> Requirement:
Begin at the line containing "if let Some(name)" in the data below and go on through the line containing "pub async fn delete_component_impl(&self, id: i64)", repeating each line exactly; include both ends and no other line.

> Given records:
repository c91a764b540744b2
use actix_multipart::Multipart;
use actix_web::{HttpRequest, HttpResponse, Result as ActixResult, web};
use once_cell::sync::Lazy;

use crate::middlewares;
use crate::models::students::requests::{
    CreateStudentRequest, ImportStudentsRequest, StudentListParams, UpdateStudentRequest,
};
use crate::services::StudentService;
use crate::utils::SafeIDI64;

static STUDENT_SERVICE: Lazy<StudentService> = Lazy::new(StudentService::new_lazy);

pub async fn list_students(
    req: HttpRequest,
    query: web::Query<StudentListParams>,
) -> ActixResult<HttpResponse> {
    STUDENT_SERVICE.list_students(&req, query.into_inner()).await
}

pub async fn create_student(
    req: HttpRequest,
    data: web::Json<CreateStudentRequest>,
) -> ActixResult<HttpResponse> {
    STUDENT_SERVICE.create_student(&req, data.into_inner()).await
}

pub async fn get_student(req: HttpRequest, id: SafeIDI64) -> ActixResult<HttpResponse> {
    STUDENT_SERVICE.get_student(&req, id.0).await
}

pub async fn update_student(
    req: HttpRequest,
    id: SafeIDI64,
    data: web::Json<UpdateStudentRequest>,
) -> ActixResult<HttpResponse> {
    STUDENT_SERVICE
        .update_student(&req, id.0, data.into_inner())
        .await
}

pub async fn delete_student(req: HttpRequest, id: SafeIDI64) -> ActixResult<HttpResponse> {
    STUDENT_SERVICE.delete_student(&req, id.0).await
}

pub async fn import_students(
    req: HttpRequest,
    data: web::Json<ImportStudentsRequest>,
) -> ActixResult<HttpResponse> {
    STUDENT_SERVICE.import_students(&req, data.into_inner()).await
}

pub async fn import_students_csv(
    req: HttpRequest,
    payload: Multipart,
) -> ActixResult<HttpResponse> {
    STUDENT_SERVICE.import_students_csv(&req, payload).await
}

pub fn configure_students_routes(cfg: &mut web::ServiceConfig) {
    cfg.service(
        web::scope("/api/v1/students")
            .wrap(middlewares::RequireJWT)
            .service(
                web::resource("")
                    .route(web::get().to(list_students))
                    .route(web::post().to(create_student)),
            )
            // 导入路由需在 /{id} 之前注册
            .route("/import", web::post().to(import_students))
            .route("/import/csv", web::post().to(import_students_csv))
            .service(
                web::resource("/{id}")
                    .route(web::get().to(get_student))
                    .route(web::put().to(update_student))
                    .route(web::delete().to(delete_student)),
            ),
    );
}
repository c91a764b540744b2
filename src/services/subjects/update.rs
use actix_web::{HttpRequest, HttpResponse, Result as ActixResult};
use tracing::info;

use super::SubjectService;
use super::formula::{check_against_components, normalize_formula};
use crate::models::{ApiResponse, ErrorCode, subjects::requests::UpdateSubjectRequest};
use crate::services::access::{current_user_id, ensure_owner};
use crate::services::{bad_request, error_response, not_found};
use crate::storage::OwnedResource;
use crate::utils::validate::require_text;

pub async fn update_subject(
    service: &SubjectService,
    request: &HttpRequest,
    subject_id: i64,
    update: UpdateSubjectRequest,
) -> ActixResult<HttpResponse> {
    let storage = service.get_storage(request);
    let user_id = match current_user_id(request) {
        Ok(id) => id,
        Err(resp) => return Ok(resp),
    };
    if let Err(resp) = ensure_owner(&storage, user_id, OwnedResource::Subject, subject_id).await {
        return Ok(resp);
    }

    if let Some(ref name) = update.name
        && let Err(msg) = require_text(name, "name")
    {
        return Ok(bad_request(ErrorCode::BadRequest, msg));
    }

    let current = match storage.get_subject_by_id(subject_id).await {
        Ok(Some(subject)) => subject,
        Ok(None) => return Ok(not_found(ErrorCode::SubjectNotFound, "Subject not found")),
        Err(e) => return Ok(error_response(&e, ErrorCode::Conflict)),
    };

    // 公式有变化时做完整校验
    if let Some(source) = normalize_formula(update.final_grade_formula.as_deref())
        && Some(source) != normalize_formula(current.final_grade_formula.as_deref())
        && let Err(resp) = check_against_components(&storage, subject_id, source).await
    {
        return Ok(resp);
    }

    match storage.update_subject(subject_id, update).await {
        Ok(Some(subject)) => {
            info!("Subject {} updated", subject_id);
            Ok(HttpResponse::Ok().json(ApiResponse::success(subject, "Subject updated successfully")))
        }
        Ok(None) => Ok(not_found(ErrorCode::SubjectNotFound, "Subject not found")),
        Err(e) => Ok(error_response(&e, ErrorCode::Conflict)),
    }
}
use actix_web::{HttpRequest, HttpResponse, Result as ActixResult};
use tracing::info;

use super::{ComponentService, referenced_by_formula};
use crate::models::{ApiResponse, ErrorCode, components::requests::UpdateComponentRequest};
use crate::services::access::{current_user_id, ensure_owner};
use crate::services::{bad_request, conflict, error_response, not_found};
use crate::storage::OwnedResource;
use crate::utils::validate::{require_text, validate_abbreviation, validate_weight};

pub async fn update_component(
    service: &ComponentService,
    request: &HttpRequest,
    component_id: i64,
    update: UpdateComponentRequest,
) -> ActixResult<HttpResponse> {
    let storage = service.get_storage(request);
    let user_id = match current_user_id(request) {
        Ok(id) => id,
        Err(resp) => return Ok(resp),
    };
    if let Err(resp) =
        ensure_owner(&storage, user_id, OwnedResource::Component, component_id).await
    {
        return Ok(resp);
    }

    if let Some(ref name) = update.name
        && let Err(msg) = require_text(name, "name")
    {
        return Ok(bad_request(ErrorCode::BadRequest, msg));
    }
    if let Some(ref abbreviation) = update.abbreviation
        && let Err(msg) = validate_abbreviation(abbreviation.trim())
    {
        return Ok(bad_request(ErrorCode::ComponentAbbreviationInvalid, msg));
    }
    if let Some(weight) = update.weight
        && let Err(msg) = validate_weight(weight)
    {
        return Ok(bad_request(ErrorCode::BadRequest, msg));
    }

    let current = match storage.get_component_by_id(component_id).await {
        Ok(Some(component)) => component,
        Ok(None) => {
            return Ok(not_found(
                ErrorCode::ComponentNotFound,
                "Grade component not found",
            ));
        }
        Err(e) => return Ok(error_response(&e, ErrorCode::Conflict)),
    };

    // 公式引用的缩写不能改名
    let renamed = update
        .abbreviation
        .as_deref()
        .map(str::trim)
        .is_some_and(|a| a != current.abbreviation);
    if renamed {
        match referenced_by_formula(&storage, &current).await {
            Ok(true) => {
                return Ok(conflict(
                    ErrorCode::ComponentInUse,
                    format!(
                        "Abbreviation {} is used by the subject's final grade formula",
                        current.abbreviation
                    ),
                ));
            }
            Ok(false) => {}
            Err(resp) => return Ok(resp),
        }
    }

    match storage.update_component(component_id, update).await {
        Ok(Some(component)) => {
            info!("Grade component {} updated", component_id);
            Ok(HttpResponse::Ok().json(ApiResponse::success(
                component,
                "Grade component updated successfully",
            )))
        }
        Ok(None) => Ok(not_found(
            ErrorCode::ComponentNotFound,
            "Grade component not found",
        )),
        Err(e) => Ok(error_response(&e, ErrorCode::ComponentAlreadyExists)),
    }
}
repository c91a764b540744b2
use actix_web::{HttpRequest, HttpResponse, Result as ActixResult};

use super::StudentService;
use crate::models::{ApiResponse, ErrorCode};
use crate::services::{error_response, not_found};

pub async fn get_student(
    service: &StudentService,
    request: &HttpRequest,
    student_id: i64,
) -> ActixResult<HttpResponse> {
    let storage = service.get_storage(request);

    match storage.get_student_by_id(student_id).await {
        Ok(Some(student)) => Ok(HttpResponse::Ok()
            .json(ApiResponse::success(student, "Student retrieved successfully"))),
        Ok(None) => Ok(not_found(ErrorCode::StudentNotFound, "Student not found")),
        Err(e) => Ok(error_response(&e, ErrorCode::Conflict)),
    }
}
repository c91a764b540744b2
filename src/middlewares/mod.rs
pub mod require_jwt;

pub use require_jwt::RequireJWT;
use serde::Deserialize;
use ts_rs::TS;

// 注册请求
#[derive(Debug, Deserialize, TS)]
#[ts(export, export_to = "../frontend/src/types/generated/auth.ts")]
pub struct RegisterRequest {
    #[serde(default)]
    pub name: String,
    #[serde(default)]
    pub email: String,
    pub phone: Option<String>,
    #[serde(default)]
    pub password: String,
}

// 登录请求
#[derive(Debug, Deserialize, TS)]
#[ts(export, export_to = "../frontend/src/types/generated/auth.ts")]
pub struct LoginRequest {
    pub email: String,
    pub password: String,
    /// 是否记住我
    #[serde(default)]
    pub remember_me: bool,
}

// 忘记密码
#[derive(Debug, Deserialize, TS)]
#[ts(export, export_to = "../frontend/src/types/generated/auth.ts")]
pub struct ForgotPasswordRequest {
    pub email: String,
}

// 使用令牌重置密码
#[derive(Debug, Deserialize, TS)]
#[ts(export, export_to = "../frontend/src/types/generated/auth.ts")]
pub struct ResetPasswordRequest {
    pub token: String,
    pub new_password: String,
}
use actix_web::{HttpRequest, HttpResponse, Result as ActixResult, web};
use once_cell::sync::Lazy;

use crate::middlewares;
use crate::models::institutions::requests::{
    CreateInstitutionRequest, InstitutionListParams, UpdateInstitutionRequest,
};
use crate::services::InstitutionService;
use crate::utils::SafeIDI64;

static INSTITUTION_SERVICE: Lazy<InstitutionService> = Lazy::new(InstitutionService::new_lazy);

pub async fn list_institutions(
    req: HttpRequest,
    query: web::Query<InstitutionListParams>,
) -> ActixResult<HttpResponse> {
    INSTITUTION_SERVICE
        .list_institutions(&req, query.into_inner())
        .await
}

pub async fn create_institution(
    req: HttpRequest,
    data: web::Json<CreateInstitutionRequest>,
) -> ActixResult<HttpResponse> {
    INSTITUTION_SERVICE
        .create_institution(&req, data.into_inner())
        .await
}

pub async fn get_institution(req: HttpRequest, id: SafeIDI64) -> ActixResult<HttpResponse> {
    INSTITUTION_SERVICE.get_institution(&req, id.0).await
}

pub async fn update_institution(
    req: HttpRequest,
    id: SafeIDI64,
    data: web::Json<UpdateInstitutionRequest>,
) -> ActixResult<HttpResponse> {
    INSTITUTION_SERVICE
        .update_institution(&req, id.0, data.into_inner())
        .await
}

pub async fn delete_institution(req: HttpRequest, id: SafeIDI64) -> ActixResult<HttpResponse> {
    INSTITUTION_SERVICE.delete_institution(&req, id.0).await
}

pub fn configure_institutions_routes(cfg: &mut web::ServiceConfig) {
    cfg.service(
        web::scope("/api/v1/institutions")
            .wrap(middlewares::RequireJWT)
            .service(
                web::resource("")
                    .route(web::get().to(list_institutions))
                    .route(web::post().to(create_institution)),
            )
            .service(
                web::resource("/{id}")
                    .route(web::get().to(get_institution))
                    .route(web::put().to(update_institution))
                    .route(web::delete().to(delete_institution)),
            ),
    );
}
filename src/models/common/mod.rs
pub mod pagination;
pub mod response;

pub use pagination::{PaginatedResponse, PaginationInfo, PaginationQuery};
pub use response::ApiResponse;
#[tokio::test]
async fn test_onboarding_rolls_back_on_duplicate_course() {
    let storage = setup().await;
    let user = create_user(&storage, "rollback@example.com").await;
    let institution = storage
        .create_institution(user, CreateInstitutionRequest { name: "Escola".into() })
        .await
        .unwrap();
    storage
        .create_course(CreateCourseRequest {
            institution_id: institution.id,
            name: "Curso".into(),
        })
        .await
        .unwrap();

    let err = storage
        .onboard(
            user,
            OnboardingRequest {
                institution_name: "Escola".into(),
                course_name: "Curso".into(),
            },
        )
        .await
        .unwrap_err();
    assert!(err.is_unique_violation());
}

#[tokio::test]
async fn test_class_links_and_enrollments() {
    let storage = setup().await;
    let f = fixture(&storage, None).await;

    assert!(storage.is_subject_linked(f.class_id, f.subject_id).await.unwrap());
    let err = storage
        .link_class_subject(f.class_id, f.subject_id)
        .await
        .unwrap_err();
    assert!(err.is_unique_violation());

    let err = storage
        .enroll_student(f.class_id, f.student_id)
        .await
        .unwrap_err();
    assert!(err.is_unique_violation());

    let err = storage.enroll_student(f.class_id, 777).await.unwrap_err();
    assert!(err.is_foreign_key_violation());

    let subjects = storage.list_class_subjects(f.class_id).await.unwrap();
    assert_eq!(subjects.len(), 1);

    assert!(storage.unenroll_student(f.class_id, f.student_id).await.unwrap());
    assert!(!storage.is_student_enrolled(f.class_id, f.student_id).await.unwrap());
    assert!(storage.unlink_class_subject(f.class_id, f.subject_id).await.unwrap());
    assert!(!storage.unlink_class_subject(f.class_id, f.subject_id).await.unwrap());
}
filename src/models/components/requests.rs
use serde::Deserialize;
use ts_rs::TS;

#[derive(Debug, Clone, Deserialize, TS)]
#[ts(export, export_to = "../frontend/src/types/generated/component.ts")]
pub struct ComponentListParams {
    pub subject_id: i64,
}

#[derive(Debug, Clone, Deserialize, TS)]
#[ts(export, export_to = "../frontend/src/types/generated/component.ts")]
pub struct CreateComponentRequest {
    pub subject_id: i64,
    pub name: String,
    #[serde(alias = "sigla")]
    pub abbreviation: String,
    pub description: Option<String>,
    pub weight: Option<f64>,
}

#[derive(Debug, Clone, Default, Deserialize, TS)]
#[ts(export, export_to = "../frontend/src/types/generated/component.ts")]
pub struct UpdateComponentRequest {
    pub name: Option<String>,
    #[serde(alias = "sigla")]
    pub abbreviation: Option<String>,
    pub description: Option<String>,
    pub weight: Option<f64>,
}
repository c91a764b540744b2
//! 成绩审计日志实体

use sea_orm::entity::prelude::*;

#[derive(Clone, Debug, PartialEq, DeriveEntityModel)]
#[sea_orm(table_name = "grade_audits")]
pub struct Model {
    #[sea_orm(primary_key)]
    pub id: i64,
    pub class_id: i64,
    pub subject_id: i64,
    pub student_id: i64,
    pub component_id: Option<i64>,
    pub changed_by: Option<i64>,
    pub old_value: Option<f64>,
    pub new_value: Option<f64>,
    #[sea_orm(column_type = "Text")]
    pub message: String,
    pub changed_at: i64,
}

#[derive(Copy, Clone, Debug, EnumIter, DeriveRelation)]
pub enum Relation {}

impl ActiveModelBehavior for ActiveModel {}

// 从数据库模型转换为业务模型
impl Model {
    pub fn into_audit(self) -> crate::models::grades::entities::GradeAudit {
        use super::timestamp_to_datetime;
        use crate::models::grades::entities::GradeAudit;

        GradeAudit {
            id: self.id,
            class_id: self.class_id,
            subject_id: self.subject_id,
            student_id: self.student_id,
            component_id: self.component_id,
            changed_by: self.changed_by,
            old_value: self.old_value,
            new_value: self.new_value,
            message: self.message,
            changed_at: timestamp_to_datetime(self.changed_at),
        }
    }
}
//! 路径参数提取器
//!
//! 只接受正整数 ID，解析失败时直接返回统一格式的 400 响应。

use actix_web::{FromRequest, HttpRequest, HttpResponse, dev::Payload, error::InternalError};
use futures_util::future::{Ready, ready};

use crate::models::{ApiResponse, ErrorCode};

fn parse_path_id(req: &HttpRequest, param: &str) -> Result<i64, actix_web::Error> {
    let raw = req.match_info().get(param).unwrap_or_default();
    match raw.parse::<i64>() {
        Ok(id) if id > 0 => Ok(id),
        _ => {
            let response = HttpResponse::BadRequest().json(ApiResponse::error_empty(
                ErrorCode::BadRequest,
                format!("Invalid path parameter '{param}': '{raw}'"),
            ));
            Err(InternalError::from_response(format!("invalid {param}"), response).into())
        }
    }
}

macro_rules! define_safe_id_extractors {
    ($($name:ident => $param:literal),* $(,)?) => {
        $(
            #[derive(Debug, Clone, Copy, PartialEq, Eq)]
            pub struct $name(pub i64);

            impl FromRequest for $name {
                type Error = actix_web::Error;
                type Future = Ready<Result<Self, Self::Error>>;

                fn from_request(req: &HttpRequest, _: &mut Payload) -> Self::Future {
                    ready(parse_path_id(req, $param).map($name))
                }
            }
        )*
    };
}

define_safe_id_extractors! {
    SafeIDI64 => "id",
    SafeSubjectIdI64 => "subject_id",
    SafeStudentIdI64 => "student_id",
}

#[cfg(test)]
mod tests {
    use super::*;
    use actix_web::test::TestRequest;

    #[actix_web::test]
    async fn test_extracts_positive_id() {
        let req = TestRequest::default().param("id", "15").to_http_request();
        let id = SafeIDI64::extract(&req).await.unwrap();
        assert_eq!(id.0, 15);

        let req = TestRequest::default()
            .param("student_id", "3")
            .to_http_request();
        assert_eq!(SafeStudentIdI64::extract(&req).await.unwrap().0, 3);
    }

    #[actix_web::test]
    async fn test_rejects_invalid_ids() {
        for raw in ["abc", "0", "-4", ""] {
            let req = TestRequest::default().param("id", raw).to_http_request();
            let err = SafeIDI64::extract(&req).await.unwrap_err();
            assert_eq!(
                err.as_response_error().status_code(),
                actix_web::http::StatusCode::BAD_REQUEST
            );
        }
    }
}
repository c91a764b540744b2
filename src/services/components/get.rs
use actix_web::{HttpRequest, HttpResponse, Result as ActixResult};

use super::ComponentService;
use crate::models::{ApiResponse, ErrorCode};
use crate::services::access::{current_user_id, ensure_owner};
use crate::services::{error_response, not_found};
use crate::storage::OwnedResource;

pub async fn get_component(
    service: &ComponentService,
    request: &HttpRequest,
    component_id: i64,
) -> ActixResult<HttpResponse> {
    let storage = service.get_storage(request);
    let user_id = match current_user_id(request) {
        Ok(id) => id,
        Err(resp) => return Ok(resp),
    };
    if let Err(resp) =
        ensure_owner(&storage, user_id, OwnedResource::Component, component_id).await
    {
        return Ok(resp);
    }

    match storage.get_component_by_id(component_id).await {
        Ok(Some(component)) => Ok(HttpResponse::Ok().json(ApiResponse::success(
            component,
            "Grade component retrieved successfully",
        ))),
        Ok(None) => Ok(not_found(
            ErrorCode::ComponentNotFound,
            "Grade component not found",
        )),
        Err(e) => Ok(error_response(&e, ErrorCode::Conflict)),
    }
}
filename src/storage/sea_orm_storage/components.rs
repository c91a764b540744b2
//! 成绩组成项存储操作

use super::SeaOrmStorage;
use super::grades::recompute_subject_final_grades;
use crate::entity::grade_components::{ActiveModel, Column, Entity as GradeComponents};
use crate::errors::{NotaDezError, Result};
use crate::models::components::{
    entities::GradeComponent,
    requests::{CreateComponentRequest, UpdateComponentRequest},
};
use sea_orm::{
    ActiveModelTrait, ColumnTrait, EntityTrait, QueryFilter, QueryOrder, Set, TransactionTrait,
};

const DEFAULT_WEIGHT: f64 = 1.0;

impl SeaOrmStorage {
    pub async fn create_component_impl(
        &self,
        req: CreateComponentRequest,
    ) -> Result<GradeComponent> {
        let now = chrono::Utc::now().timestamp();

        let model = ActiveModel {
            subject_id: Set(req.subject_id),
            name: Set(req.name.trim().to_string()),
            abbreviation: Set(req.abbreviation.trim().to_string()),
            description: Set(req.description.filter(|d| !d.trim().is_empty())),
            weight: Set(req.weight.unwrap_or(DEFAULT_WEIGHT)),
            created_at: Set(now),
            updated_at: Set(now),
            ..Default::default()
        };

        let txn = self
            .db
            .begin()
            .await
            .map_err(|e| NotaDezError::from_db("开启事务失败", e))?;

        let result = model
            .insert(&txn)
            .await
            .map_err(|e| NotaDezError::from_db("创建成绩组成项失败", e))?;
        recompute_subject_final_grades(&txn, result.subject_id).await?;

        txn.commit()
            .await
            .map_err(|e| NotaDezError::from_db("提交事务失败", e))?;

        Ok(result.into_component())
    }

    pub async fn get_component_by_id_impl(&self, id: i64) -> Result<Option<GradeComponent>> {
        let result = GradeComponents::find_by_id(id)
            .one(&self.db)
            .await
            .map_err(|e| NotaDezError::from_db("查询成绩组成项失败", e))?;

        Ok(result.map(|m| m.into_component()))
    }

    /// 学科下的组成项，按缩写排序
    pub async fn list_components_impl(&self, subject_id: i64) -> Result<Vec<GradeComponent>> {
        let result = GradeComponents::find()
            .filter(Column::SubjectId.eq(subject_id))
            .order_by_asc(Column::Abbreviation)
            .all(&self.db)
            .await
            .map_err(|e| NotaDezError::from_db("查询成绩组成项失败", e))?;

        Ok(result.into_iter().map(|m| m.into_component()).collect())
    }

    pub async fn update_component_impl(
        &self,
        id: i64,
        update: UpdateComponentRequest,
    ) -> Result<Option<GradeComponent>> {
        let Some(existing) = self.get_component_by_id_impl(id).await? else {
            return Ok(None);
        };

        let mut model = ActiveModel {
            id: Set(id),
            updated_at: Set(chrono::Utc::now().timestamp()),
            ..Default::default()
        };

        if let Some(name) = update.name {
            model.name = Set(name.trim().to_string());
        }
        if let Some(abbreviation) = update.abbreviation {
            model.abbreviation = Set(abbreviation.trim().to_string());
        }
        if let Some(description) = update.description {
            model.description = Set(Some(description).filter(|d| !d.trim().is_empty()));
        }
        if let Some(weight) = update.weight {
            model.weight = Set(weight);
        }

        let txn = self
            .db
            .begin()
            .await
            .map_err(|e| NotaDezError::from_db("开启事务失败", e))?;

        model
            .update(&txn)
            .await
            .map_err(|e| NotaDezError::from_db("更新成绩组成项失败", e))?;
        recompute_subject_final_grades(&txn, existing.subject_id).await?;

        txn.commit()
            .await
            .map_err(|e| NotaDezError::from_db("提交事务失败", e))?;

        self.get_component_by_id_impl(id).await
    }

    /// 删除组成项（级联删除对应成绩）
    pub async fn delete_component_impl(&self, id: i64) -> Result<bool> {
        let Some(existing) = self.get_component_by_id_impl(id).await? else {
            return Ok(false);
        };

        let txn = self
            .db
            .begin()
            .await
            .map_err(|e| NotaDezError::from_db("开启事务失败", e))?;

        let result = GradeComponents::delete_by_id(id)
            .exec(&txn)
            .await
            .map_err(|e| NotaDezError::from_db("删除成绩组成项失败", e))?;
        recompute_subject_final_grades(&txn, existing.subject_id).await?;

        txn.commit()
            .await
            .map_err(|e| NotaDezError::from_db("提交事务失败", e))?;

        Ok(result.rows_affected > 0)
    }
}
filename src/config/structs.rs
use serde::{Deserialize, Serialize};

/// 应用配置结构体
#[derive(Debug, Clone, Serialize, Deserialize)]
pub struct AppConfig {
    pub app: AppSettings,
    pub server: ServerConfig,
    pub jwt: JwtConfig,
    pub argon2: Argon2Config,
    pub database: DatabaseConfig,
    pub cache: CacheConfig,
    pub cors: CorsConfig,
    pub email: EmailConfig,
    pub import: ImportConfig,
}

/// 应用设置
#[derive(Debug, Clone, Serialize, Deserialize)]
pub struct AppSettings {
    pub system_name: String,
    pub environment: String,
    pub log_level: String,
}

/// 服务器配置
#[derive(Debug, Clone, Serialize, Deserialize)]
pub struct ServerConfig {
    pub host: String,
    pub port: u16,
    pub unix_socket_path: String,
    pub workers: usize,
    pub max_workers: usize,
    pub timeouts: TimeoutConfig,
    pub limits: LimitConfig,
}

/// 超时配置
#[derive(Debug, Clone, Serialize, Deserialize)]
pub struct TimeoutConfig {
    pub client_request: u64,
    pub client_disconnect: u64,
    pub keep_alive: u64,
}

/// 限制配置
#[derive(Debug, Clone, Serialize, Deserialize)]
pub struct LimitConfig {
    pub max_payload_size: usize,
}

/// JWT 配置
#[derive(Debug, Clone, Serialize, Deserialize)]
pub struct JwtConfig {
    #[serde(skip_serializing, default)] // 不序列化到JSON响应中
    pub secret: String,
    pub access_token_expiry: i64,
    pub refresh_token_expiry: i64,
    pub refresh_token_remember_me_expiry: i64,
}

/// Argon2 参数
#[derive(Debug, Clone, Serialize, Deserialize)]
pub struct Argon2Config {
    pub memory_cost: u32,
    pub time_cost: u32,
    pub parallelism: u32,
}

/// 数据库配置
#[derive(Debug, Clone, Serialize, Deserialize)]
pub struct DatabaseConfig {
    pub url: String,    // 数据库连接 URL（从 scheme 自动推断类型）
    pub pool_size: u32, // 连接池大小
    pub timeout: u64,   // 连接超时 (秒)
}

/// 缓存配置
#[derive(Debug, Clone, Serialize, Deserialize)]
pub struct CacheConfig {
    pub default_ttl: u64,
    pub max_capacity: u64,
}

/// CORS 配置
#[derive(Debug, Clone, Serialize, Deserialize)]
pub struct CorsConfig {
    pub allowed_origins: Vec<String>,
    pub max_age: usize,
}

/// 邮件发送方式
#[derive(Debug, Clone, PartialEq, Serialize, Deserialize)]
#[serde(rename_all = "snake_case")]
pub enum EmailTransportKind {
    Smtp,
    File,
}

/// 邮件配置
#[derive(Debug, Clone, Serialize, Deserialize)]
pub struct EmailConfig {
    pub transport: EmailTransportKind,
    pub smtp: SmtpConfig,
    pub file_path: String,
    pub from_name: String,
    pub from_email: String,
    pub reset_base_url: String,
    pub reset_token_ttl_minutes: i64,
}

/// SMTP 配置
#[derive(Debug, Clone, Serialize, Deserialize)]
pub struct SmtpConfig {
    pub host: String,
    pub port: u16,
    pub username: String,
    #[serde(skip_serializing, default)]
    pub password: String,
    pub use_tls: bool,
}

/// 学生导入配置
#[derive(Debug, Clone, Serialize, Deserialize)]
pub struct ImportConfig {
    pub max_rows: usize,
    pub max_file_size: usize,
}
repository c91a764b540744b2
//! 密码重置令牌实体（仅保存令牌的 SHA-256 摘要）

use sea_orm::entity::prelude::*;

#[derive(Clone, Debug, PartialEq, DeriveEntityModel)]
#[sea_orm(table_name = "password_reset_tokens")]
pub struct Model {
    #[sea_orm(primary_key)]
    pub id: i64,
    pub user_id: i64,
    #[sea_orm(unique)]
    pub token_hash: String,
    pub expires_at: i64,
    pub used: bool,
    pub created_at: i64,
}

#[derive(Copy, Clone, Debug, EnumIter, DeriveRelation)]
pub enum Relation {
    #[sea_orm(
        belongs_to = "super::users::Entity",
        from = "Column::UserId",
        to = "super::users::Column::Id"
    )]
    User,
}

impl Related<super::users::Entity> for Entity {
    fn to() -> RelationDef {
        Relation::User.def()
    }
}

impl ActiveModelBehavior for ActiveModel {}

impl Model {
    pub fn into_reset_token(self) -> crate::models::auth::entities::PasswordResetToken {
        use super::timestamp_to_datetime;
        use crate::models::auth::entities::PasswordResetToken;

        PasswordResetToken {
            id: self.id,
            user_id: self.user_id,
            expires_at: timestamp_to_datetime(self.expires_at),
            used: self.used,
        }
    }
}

> Completed task:
        if let Some(name) = update.name {
            model.name = Set(name.trim().to_string());
        }
        if let Some(abbreviation) = update.abbreviation {
            model.abbreviation = Set(abbreviation.trim().to_string());
        }
        if let Some(description) = update.description {
            model.description = Set(Some(description).filter(|d| !d.trim().is_empty()));
        }
        if let Some(weight) = update.weight {
            model.weight = Set(weight);
        }

        let txn = self
            .db
            .begin()
            .await
            .map_err(|e| NotaDezError::from_db("开启事务失败", e))?;

        model
            .update(&txn)
            .await
            .map_err(|e| NotaDezError::from_db("更新成绩组成项失败", e))?;
        recompute_subject_final_grades(&txn, existing.subject_id).await?;

        txn.commit()
            .await
            .map_err(|e| NotaDezError::from_db("提交事务失败", e))?;

        self.get_component_by_id_impl(id).await
    }

    /// 删除组成项（级联删除对应成绩）
    pub async fn delete_component_impl(&self, id: i64) -> Result<bool> {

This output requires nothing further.